┌─ DATA SUPPLIED
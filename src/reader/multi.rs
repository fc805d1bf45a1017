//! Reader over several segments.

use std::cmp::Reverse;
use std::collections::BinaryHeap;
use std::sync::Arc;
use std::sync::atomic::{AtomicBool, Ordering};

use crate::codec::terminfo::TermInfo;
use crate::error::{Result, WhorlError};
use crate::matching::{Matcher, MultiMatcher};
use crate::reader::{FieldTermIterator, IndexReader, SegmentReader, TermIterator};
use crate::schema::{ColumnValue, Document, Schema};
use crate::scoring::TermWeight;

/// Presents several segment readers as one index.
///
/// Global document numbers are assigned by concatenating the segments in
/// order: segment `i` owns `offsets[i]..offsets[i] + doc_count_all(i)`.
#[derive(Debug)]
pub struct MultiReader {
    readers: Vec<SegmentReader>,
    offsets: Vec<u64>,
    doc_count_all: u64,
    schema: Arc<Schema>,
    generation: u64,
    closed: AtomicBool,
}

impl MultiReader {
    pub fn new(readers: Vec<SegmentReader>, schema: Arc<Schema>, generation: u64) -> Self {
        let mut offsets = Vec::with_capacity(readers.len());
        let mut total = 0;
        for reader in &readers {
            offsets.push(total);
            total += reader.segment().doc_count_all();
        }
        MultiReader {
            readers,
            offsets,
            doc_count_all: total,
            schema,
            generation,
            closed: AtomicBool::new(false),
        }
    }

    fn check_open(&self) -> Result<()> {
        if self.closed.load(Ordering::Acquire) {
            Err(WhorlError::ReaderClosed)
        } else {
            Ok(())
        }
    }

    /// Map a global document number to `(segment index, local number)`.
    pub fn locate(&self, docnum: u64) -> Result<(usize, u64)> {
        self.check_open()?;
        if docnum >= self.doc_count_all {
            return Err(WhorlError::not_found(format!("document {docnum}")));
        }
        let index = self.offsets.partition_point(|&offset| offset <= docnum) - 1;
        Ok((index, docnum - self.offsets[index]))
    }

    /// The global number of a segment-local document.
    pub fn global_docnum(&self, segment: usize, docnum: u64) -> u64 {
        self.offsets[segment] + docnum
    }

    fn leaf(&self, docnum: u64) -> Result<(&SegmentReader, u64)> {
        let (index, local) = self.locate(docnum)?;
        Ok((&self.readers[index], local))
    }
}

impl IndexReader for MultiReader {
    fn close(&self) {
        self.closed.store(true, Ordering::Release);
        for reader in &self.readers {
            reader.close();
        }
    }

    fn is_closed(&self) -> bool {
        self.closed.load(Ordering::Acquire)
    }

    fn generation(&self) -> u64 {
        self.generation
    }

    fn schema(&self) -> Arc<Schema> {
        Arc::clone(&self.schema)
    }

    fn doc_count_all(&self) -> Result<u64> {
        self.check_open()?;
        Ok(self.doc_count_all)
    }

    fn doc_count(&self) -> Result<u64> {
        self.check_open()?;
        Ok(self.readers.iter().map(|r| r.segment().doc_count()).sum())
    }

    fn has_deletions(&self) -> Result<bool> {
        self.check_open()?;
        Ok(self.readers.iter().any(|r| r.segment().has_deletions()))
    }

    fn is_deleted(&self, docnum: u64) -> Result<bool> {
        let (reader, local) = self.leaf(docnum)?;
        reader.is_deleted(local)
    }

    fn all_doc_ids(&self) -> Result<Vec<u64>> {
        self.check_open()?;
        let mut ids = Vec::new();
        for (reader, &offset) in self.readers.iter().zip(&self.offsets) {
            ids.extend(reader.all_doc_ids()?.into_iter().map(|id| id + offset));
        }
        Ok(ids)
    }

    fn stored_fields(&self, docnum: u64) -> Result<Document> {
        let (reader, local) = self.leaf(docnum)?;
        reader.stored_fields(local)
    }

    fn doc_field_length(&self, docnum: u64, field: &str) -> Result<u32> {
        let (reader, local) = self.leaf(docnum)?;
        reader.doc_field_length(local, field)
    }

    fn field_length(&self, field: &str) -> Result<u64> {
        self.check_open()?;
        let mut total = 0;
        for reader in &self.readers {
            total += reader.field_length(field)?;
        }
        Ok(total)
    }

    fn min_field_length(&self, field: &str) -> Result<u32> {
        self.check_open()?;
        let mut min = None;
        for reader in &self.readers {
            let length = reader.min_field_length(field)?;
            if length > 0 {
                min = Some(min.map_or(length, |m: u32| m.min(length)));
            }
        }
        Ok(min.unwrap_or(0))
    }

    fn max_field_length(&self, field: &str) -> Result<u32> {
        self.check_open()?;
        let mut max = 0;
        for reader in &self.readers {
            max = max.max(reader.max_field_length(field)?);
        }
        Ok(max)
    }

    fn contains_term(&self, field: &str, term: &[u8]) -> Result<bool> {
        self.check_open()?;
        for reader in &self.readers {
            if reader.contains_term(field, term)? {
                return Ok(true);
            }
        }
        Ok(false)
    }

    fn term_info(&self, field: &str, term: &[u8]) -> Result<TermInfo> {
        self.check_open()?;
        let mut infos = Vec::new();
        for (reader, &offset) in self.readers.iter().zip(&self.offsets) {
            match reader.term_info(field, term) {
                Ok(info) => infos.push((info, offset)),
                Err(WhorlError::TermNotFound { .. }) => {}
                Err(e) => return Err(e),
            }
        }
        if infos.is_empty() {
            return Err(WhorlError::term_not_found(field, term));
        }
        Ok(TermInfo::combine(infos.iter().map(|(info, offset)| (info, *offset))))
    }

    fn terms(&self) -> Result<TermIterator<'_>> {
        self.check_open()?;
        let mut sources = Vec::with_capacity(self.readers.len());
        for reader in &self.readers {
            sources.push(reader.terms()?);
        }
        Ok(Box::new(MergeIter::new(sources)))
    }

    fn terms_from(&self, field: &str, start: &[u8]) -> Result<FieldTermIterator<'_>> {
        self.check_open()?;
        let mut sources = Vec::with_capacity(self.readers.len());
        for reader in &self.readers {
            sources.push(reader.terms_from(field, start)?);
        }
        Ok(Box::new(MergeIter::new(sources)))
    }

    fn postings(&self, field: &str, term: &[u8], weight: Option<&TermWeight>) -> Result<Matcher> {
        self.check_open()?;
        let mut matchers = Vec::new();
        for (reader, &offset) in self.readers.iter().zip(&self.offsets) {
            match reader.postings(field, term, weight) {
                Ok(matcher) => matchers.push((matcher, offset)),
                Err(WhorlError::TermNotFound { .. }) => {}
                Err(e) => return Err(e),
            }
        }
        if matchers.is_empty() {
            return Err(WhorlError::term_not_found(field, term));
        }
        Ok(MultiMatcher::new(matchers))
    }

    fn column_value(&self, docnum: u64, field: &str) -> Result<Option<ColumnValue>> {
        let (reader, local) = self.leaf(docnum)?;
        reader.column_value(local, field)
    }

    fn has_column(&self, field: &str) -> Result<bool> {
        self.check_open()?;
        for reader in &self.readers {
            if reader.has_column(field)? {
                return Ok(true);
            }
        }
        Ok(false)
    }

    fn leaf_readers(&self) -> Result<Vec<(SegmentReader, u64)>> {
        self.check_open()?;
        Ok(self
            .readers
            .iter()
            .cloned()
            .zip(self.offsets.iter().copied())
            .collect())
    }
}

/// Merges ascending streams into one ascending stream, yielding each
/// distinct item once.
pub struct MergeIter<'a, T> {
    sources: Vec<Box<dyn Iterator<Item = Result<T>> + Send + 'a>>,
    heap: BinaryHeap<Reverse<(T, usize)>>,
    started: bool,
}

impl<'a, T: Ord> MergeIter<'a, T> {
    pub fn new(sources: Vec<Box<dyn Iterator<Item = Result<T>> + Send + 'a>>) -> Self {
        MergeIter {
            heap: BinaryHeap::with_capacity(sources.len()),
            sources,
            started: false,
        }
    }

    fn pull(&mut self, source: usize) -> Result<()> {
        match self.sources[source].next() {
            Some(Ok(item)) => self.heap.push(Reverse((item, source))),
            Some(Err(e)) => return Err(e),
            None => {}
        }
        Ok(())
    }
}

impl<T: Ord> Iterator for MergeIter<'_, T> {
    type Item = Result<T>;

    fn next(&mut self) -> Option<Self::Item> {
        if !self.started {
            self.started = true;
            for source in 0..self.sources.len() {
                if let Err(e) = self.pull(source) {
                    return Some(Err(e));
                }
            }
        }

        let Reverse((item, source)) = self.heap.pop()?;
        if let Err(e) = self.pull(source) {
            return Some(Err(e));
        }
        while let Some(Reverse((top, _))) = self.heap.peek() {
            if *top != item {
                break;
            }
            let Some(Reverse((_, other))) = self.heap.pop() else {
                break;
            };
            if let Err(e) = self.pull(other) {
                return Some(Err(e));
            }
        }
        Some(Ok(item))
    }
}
└─
* **PROMPT**
All that is wanted is an exact copy of the lines above from the one with "fn max_field_length(&self, field: &str)" through the one with "fn term_info(&self, field: &str, term: &[u8])", with both ends included.

* **ANSWER BELOW**
    fn max_field_length(&self, field: &str) -> Result<u32> {
        self.check_open()?;
        let mut max = 0;
        for reader in &self.readers {
            max = max.max(reader.max_field_length(field)?);
        }
        Ok(max)
    }

    fn contains_term(&self, field: &str, term: &[u8]) -> Result<bool> {
        self.check_open()?;
        for reader in &self.readers {
            if reader.contains_term(field, term)? {
                return Ok(true);
            }
        }
        Ok(false)
    }

    fn term_info(&self, field: &str, term: &[u8]) -> Result<TermInfo> {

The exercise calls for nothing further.